Assignment:
Between the line containing "self.board.push_event(GameEvent::Resumed);" and the line containing "self.level = 1;" lies a run of lines; give that run again exactly, with both of those lines, and nothing else from the entries below.

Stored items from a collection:
------

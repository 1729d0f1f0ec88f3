use crate::board::{Board, GameEvent, Grid, PieceProvider, RandomPieceProvider, TickOutcome};
use crate::piece::Piece;
use crate::ranking::{MemoryRanking, RankingEntry, RankingError, RankingStore};

// ============================================================================
// Configuration
// ============================================================================

pub const BASE_DROP_INTERVAL_MS: u64 = 500;
pub const MAX_LEVEL: u32 = 21;
/// A level is passed once more than `level * ROWS_PER_LEVEL` rows are gone.
pub const ROWS_PER_LEVEL: u32 = 5;
/// Points per cleared row on top of the current level.
pub const ROW_SCORE_BASE: u32 = 9;

pub const DEFAULT_PLAYER: &str = "player";

/// Milliseconds between automatic drops at `level`.
pub fn drop_interval_for_level(level: u32) -> u64 {
    let reduction = (f64::from(level.max(1)).log10() * 300.0).floor() as u64;
    BASE_DROP_INTERVAL_MS.saturating_sub(reduction)
}

// ============================================================================
// Types
// ============================================================================

#[derive(Clone, Copy, PartialEq, Eq, Debug)]
pub enum GameState {
    Playing,
    Paused,
    GameOver,
}

/// Player intents the presentation layer maps its input onto.
#[derive(Clone, Copy, PartialEq, Eq, Debug)]
pub enum Command {
    MoveLeft,
    MoveRight,
    SoftDrop,
    RotateClockwise,
    RotateCounterClockwise,
    TogglePause,
    NewGame,
}

// ============================================================================
// Game
// ============================================================================

pub struct Game {
    pub board: Board,
    pub score: u32,
    pub level: u32,
    pub high_score: u32,
    pub state: GameState,
    drop_interval_ms: u64,
    player: String,
    ranking: Box<dyn RankingStore>,
}

impl Game {
    pub fn new(
        columns: usize,
        rows: usize,
        player: impl Into<String>,
        ranking: Box<dyn RankingStore>,
    ) -> Self {
        Self::with_provider(
            columns,
            rows,
            Box::new(RandomPieceProvider),
            player,
            ranking,
        )
    }

    pub fn with_provider(
        columns: usize,
        rows: usize,
        provider: Box<dyn PieceProvider>,
        player: impl Into<String>,
        ranking: Box<dyn RankingStore>,
    ) -> Self {
        Self::from_board(
            Board::with_provider(columns, rows, provider),
            player,
            ranking,
        )
    }

    /// Game over a prepared field, with an unpersisted ranking.
    pub fn with_grid(grid: Grid, current_piece: Piece) -> Self {
        Self::from_board(
            Board::with_grid(grid, current_piece),
            DEFAULT_PLAYER,
            Box::new(MemoryRanking::new()),
        )
    }

    fn from_board(board: Board, player: impl Into<String>, ranking: Box<dyn RankingStore>) -> Self {
        let high_score = ranking.best_score().unwrap_or(0);
        Self {
            board,
            score: 0,
            level: 1,
            high_score,
            state: GameState::Playing,
            drop_interval_ms: BASE_DROP_INTERVAL_MS,
            player: player.into(),
            ranking,
        }
    }

    pub fn current_piece(&self) -> &Piece {
        &self.board.current_piece
    }

    pub fn removed_row_count(&self) -> u32 {
        self.board.removed_row_count()
    }

    pub fn drop_interval_ms(&self) -> u64 {
        self.drop_interval_ms
    }

    pub fn player(&self) -> &str {
        &self.player
    }

    pub fn ranking(&self) -> &[RankingEntry] {
        self.ranking.records()
    }

    pub fn is_game_over(&self) -> bool {
        self.state == GameState::GameOver
    }

    pub fn is_paused(&self) -> bool {
        self.state == GameState::Paused
    }

    /// One timer step. Does nothing while paused or after the game ended.
    ///
    /// Fails only if the final score could not be written to the ranking.
    pub fn tick(&mut self) -> Result<TickOutcome, RankingError> {
        if self.state != GameState::Playing {
            return Ok(TickOutcome::Idle);
        }

        let mut cleared = Vec::new();
        let outcome = self.board.tick(|count| cleared.push(count));
        for removed_row_count in cleared {
            self.on_row_cleared(removed_row_count);
        }

        if outcome == TickOutcome::GameOver {
            self.on_game_over()?;
        }
        Ok(outcome)
    }

    /// Scores one cleared row and levels up when the running row count
    /// passes the current level's threshold.
    pub fn on_row_cleared(&mut self, removed_row_count: u32) {
        self.score += ROW_SCORE_BASE + self.level;

        if removed_row_count > self.level * ROWS_PER_LEVEL && self.level < MAX_LEVEL {
            self.level += 1;
            self.drop_interval_ms = drop_interval_for_level(self.level);
            self.board.push_event(GameEvent::LevelUp(self.level));
        }

        self.high_score = self.high_score.max(self.score);
        self.board.push_event(GameEvent::ScoreChanged {
            score: self.score,
            level: self.level,
        });
    }

    fn on_game_over(&mut self) -> Result<(), RankingError> {
        self.state = GameState::GameOver;
        self.board.push_event(GameEvent::GameOver);
        self.ranking
            .add_record(RankingEntry::new(self.score, self.player.as_str()))
    }

    fn accepts_input(&self) -> bool {
        self.state == GameState::Playing
    }

    pub fn move_left(&mut self) -> bool {
        self.accepts_input() && self.board.move_left()
    }

    pub fn move_right(&mut self) -> bool {
        self.accepts_input() && self.board.move_right()
    }

    pub fn soft_drop(&mut self) -> bool {
        self.accepts_input() && self.board.soft_drop()
    }

    pub fn rotate_clockwise(&mut self) -> bool {
        self.accepts_input() && self.board.rotate_clockwise()
    }

    pub fn rotate_counter_clockwise(&mut self) -> bool {
        self.accepts_input() && self.board.rotate_counter_clockwise()
    }

    pub fn pause(&mut self) {
        if self.state == GameState::Playing {
            self.state = GameState::Paused;
            self.board.push_event(GameEvent::Paused);
        }
    }

    pub fn resume(&mut self) {
        if self.state == GameState::Paused {
            self.state = GameState::Playing;
            self.board.push_event(GameEvent::Resumed);
        }
    }

    pub fn toggle_pause(&mut self) {
        match self.state {
            GameState::Playing => self.pause(),
            GameState::Paused => self.resume(),
            GameState::GameOver => {}
        }
    }

    pub fn new_game(&mut self) {
        self.score = 0;
        self.level = 1;
        self.drop_interval_ms = BASE_DROP_INTERVAL_MS;
        self.state = GameState::Playing;

        self.board.push_event(GameEvent::GameRestarted);
        self.board.reset();
        self.board.push_event(GameEvent::ScoreChanged {
            score: 0,
            level: 1,
        });
    }

    /// Dispatches a player command. Returns whether anything changed.
    pub fn apply(&mut self, command: Command) -> bool {
        match command {
            Command::MoveLeft => self.move_left(),
            Command::MoveRight => self.move_right(),
            Command::SoftDrop => self.soft_drop(),
            Command::RotateClockwise => self.rotate_clockwise(),
            Command::RotateCounterClockwise => self.rotate_counter_clockwise(),
            Command::TogglePause => {
                let before = self.state;
                self.toggle_pause();
                before != self.state
            }
            Command::NewGame => {
                self.new_game();
                true
            }
        }
    }

    /// Returns the visual grid state with the current piece overlaid
    pub fn render_grid(&self) -> Grid {
        self.board.render_grid()
    }

    /// Takes and clears all pending events
    pub fn take_events(&mut self) -> Vec<GameEvent> {
        self.board.take_events()
    }
}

------

Answer:
            self.board.push_event(GameEvent::Resumed);
        }
    }

    pub fn toggle_pause(&mut self) {
        match self.state {
            GameState::Playing => self.pause(),
            GameState::Paused => self.resume(),
            GameState::GameOver => {}
        }
    }

    pub fn new_game(&mut self) {
        self.score = 0;
        self.level = 1;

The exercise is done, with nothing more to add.